Search:

Wins and fails (lessons along the way)

August 3rd, 2011

If there is one thing I like about the JISC activity data programme in which UCIAD is involved is that the instructions were very clear: your project is a short experiment, to see what could/should be done in the area of activity data in the context of higher education organisations (or at least, this is what I heard). We have integrated that a lot in UCIAD, starting from our two basic hypothesis that a user-centric perspective on activity data is relevant, and that Semantic Web technologies, especially ontologies, provided the right technological basis to achieve such a perspective.

We have discussed in a number of previous posts what we got excited about, what showed us the feasibility, relevance and potential impact of our approach, as well as what unexpected issues we had to face and how some of our assumptions turned out to be wrong. Here, we wanted to give a quick summary of these “wins” and “fails”, starting of course from the wins, and looking at the two aspects corresponding to our two hypothesis: the user-centric view and the semantic technologies view.

Wins – What went right

  • On the user-centric view: Giving data back to the user, user-centric data and consumer data were already emerging trends when we started the project, but clearly exploded as topics that organisations should take into account in the last few months. The New York Times article “Show Us the Data. (It’s Ours, After All.)” has in particular generated a lot of discussions amongst consumer representatives and “data-managers” in various organisations. The mydata project launched by the UK government is also a clear sign that the push for more transparency has to extend to private and public organisations dealing with people’s data. There have already been strong reactions from large companies such as Google, launching its own Data Liberation Front. Generally, users (will more and more) want, and assume the right to access their data and to use them to their own benefits. Only considering the feature of exporting one’s own activity data is technically non-trivial, but of obvious relevance in the current climate where a lot of emphasis is put on transparency, while personal information can be distributed in many different and isolated systems. Beyond the general climate, we have also shown that activity data is not only relevant as aggregated at the level of an organisation, but can give a new perspective when individual users are kept visible in the data (see this post for an explanation of what we mean here).
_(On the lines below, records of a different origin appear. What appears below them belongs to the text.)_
//! Application configuration persisted as TOML

use crate::api::DEFAULT_API_BASE_URL;
use serde::{Deserialize, Serialize};
use std::fs;
use std::path::{Path, PathBuf};
use std::time::Duration;
use thiserror::Error;

const CONFIG_FILE_NAME: &str = "config.toml";
const APP_DIR_NAME: &str = "shopdesk";

/// Configuration loading errors
#[derive(Error, Debug)]
pub enum ConfigError {
    #[error("Unable to determine config directory")]
    NoConfigDir,

    #[error("Failed to read {path}: {source}")]
    Io {
        path: PathBuf,
        #[source]
        source: std::io::Error,
    },

    #[error("Invalid configuration in {path}: {source}")]
    Parse {
        path: PathBuf,
        #[source]
        source: toml::de::Error,
    },

    #[error("Failed to serialize configuration: {0}")]
    Serialize(#[from] toml::ser::Error),

    #[error("Invalid configuration: {0}")]
    Invalid(String),
}

/// Application configuration
#[derive(Debug, Clone, PartialEq, Serialize, Deserialize)]
#[serde(default)]
pub struct AppConfig {
    /// Base URL of the catalog API
    pub api_base_url: String,

    /// Auto-refresh period in seconds
    pub refresh_interval_secs: u64,

    /// Initial rows per page
    pub page_size: usize,

    /// Page sizes the user can cycle through
    pub page_size_options: Vec<usize>,

    /// Per-request timeout; the HTTP client default applies when unset
    pub request_timeout_secs: Option<u64>,

    /// Where CSV exports are written; the working directory when unset
    pub export_dir: Option<PathBuf>,

    /// Theme name
    pub theme: String,
}

impl Default for AppConfig {
    fn default() -> Self {
        Self {
            api_base_url: DEFAULT_API_BASE_URL.to_string(),
            refresh_interval_secs: 30,
            page_size: 10,
            page_size_options: vec![5, 10, 20, 50],
            request_timeout_secs: None,
            export_dir: None,
            theme: "gruvbox_dark".to_string(),
        }
    }
}

impl AppConfig {
    /// Load from the default location, or `config_dir` when given.
    /// A missing file yields the defaults.
    pub fn load(config_dir: Option<&Path>) -> Result<Self, ConfigError> {
        let path = match config_dir {
            Some(dir) => dir.join(CONFIG_FILE_NAME),
            None => Self::config_file_path()?,
        };
        Self::load_from(&path)
    }

    pub fn load_from(path: &Path) -> Result<Self, ConfigError> {
        if !path.exists() {
            tracing::debug!("No config file at {}, using defaults", path.display());
            return Ok(Self::default());
        }

        let content = fs::read_to_string(path).map_err(|source| ConfigError::Io {
            path: path.to_path_buf(),
            source,
        })?;
        let config: AppConfig = toml::from_str(&content).map_err(|source| ConfigError::Parse {
            path: path.to_path_buf(),
            source,
        })?;
        config.validate()?;
        Ok(config)
    }

    /// Save to `path`, creating parent directories
    pub fn save_to(&self, path: &Path) -> Result<(), ConfigError> {
        if let Some(parent) = path.parent() {
            fs::create_dir_all(parent).map_err(|source| ConfigError::Io {
                path: parent.to_path_buf(),
                source,
            })?;
        }
        let content = toml::to_string_pretty(self)?;
        fs::write(path, content).map_err(|source| ConfigError::Io {
            path: path.to_path_buf(),
            source,
        })
    }

    /// `<config dir>/shopdesk/config.toml`
    pub fn config_file_path() -> Result<PathBuf, ConfigError> {
        let config_dir = dirs::config_dir().ok_or(ConfigError::NoConfigDir)?;
        Ok(config_dir.join(APP_DIR_NAME).join(CONFIG_FILE_NAME))
    }

    /// `<data dir>/shopdesk`, falling back to the working directory
    pub fn data_dir() -> PathBuf {
        dirs::data_dir()
            .unwrap_or_else(|| PathBuf::from("."))
            .join(APP_DIR_NAME)
    }

    pub fn validate(&self) -> Result<(), ConfigError> {
        if self.refresh_interval_secs == 0 {
            return Err(ConfigError::Invalid(
                "refresh_interval_secs must be positive".to_string(),
            ));
        }
        if self.page_size == 0 || self.page_size_options.iter().any(|size| *size == 0) {
            return Err(ConfigError::Invalid("page sizes must be positive".to_string()));
        }
        Ok(())
    }

    pub fn refresh_interval(&self) -> Duration {
        Duration::from_secs(self.refresh_interval_secs)
    }

    pub fn request_timeout(&self) -> Option<Duration> {
        self.request_timeout_secs.map(Duration::from_secs)
    }

    /// Export directory, defaulting to the working directory
    pub fn export_directory(&self) -> PathBuf {
        self.export_dir.clone().unwrap_or_else(|| PathBuf::from("."))
    }

    /// Page size options, sorted and deduplicated, always containing `page_size`
    pub fn page_sizes(&self) -> Vec<usize> {
        let mut sizes = self.page_size_options.clone();
        sizes.push(self.page_size);
        sizes.retain(|size| *size > 0);
        sizes.sort_unstable();
        sizes.dedup();
        sizes
    }
}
To put it simply, giving people a view on their activity data provides a way for them to reflect on it, and to become more efficient in these activities. It also give them an opportunity to engage with the data, “customize” it, with added-value for the organisation.
  • On Semantic Technologues We have a lot of experience working with ontologies and semantic data, and were therefore confident that there was a great potential here. However, this is probably the point on which most people external to the project would think we had the best chance to fail: we believed that we could apply semantic technologies, linked data-based approaches and (most horribly) ontology-based reasoning to the manipulation, processing and analysis of activity data. Realising the experiments, setting up the UCIAD platform with real, large scale data, applying ontologies on top of these data and evolving these ontologies to create different views for the analysis of these data are, from my very personal point-of-view, the most interesting part of the project. Ontologies have acquired recently a bad reputation, and mentioning them (especially in the context activity data) now often leads to raised eyebrows and condescending looks. One thing that our experiments with UCIAD have shown is that working with ontologies not only has the advantages of introducing formality, shared vocabularies and semantics in our applications, but also represents a flexible and efficient way of introducing meaningful views into large amounts of raw, uninterpreted data. What ontologies bring into such an area is the ability to give definitions that will be at the basis of clustering and organising the data automatically. I can tell what I mean by a “search activity” and magically see all the traces related to search activities being put together, to become explorable and queryable (see our post on reasoning). The nice thing about UCIAD, is that this magic is actually implemented and working in the way we hypothesized it would. It is a fascinating thing to see raw data from log files being classified into meaningful categories of activities, resources and actors. It is even more fascinating knowing that we defined these groups, through encoding these definitions in an ontology, and can add others as we see fit. Due to time constraints, we could only experiment a tiny bit with this process, but we see a very promising approach in the incremental definition of the ontology as an analysis process: looking at the data, thinking that it would make sense to have an activity categorie such as for example “commenting on a blog”, and simply adding it to see the data being automatically reorganised with this new definition.

Fails – What went wrong

  • On the user-centric view: Our biggest failure in my opinion has been that we didn’t manage to communicate appropriately on the notions, approaches and change of perspective that the user-centric view on activity data represents. There are many reasons for this I believe, one being that we have been assuming that the benefits would be self-evident, while they clearly are not (see the post where we tried to get back the basis of the issue). The notion of user-centric data or consumer data might be very trendy, it does not mean that it is ready for wide adoption. There are many issues that need to be solved that go far beyond the purely technical aspects, and that simply come from the fact that activity data has never been looked at in this way before. We don’t really know what will happen in this space, what users would do with these data and how much interest this could generate for the organisation. There are many difficult questions that we could not really address in the scope of the project (including in particular the questions around data ownership, and privacy). While this is enough to keep us excited, there is enormous work to be done before the approach we have been promoting in UCIAD could reach its potential, and be widely adopted.
  • On Semantic Web technologies: While we are still excited about the added-value that semantic web technologies can bring to the analysis of activity data, we have been clearly over-optimistic regarding the maturity of some components we have been relying on, and their ability to handle the scale and complexity of the kind of data we are working with. This issue is clearly summarised in our post on the technical aspect of UCIAD. The good news is however that things are evolving very quickly. It would be a lot easier to implement the UCIAD platform now than it was 6 months ago, as the tools and platforms to deal with semantic data are getting more robust everyday. Also, the evolution of the technology should be followed by an evolution in the skills and ability of the community to adopt such technologies. Realising UCIAD made us reach a better understanding of what was feasible and required to set up a semantic platform for activity data. There is still much to do for such an approach to become feasible in a broader set of situations.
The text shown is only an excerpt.